[DATA PROVIDED — start]

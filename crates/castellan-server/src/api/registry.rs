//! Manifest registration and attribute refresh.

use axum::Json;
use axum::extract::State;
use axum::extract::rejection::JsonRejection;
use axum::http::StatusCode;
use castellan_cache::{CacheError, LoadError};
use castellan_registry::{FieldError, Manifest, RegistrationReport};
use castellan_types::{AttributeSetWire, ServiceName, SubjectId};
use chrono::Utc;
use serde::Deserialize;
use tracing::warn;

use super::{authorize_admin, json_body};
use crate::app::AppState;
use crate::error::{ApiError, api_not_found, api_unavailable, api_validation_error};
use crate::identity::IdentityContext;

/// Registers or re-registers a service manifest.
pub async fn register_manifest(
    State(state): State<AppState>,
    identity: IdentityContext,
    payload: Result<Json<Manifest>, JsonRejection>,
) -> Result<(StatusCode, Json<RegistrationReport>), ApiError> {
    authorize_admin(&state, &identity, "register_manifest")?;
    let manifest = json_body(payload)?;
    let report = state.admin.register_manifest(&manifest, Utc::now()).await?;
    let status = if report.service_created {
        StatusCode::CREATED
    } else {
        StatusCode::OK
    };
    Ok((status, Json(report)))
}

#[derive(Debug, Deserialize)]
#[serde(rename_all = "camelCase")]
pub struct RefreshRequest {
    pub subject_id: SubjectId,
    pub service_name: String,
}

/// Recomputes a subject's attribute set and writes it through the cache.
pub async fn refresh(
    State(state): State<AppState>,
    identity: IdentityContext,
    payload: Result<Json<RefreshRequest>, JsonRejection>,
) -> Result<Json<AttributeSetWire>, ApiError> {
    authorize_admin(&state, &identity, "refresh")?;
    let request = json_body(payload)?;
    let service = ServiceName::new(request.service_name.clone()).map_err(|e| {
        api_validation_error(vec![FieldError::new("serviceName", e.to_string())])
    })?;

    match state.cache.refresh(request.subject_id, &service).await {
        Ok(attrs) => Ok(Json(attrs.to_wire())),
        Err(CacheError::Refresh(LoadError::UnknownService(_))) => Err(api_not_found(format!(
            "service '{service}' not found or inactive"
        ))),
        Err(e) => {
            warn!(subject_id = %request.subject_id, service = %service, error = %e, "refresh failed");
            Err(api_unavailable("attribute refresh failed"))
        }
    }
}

[DATA PROVIDED — finish]
[DATA PROVIDED — start]

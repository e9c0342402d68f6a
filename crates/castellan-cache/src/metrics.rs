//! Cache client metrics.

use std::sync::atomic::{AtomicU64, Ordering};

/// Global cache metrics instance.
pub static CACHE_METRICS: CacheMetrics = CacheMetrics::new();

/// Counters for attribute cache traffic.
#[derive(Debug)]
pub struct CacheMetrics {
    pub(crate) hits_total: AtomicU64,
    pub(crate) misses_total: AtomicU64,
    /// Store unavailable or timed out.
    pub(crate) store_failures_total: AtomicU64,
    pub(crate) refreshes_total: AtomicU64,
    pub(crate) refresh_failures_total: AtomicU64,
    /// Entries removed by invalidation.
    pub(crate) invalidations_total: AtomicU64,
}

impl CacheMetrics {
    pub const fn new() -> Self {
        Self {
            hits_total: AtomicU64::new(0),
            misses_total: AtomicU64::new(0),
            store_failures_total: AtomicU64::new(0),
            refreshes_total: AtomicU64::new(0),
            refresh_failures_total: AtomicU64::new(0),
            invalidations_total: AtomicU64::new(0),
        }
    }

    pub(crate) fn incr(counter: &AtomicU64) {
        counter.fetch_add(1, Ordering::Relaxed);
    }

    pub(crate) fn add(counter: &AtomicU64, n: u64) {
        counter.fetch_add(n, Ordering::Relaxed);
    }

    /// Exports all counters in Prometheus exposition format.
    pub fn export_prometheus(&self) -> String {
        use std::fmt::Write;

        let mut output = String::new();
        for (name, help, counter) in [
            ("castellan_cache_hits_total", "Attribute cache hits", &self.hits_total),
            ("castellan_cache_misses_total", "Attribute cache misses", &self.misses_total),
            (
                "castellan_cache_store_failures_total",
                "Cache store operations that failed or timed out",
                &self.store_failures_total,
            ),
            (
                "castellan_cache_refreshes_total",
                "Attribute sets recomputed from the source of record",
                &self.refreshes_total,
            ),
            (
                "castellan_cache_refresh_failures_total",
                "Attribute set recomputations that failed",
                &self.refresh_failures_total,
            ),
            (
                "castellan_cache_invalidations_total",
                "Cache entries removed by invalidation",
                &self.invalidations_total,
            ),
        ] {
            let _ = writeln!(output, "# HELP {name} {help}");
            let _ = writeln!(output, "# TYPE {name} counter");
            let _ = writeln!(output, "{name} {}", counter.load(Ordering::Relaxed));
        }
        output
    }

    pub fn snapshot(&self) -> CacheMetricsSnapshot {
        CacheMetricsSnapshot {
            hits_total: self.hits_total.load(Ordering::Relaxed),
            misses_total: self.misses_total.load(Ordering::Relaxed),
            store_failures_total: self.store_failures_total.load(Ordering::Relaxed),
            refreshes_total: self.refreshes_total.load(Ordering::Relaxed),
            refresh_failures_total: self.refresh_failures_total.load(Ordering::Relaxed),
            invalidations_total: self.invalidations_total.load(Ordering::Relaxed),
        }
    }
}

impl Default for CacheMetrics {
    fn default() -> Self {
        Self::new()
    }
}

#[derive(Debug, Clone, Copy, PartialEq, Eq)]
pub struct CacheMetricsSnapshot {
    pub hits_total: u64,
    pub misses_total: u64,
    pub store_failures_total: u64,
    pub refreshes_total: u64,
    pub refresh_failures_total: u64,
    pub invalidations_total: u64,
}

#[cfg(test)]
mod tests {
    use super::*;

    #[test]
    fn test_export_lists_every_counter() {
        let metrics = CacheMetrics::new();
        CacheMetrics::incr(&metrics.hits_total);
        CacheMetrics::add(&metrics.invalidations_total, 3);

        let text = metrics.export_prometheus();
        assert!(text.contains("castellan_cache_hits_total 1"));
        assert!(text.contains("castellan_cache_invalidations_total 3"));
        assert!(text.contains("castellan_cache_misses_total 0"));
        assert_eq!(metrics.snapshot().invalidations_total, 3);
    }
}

[DATA PROVIDED — finish]

If a line in the records above contains the word "payload", copy it.

#### EXERCISE OUTPUT
    payload: Result<Json<Manifest>, JsonRejection>,
    let manifest = json_body(payload)?;
    payload: Result<Json<RefreshRequest>, JsonRejection>,
    let request = json_body(payload)?;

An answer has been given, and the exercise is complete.